郭树攀, 王汝涛, 赵熠, 安龙, 肖飒, 秦燕. 两种晶型异丙双酚片剂的比格犬药代动力学研究J. 药学学报, 2019,54(6): 1088-1091. doi: 10.16438/j.0513-4870.2019-0061
引用本文: 郭树攀, 王汝涛, 赵熠, 安龙, 肖飒, 秦燕. 两种晶型异丙双酚片剂的比格犬药代动力学研究J. 药学学报, 2019,54(6): 1088-1091. doi: 10.16438/j.0513-4870.2019-0061
GUO Shu-pan, WANG Ru-tao, ZHAO Yi, AN Long, XIAO Sa, QIN Yan. Pharmacokinetics of two types of dipropofol crystal tablets in Beagle dogsJ. Acta Pharmaceutica Sinica, 2019,54(6): 1088-1091. doi: 10.16438/j.0513-4870.2019-0061
Citation: GUO Shu-pan, WANG Ru-tao, ZHAO Yi, AN Long, XIAO Sa, QIN Yan. Pharmacokinetics of two types of dipropofol crystal tablets in Beagle dogsJ. Acta Pharmaceutica Sinica, 2019,54(6): 1088-1091. doi: 10.16438/j.0513-4870.2019-0061

两种晶型异丙双酚片剂的比格犬药代动力学研究

Pharmacokinetics of two types of dipropofol crystal tablets in Beagle dogs

  • 摘要: 本研究利用HPLC-MS/MS建立了比格犬血浆中异丙双酚的测定方法,并研究了异丙双酚两种晶型片剂在比格犬体内的药代动力学特性。本研究所涉及的动物实验获得了上海医药工业研究院药理评价研究中心实验动物管理和福利、伦理委员会批准。结果显示比格犬口服异丙双酚晶型Ⅰ和Ⅱ片剂各20 mg·kg-1后,血浆中异丙双酚最大血药浓度(Cmax)分别为69.02 ±20.16和92.58 ±60.26 μg·L-1。药时曲线下面积(AUC0-t)分别为160.49 ±55.26和243.59 ±148.36 μg·L-1·h。晶型Ⅱ的AUC0-tCmax与晶型Ⅰ相比有显著差异(P<0.05),晶型Ⅱ为优势晶型,提示在异丙双酚口服剂型制备时要注意晶型的控制。

     

    Abstract: A method for determining dipropofol in the plasma of Beagle dogs was established by HPLC-MS/MS. We also studied the pharmacokinetic characteristics of two different forms of crystal tablets of dipropofol in Beagle dogs.
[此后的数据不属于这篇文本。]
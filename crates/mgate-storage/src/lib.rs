//! Persistence for mgate: entities, the storage facade, and the log-detail
//! retention sweep. Runtime request handling never reads the database
//! directly; it works from in-memory snapshots loaded here.

pub mod db;
pub mod entities;
pub mod retention;
pub mod store;

pub use retention::{RetentionSweeper, SweepStats};
pub use store::{
    AuthRows, ChannelRow, GatewayStore, LogDetailInput, LogRecordInput, StorageError,
    StorageResult, TokenRow, UserRow,
};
All animal experiments were approved by the Animal Experimental Management, Welfare and Ethics Committee of Pharmacology Evaluation Research Center, Shanghai Institute of Pharmaceutical Industry. The results indicate that the maximum plasma concentration (Cmax) of dipropofol was 69.02 ±20.16 μg·L-1 after 20 mg·kg-1 crystal form Ⅰ tablet taken orally, and the AUC0-t was 160.49 ±55.26 μg·L-1·h. After 20 mg·kg-1 crystal form Ⅱ tablet taken, the Cmax of dipropofol was 92.58 ±60.26 μg·L-1, and the AUC0-t was 243.59 ±148.36 μg·L-1·h. The AUC0-t and Cmax of crystal form Ⅱ were significantly different from that of crystal form Ⅰ (P<0.05). Crystal form Ⅱ was the dominant crystal form. The results suggest that we should control crystal form during the development of dipropofol oral tablets.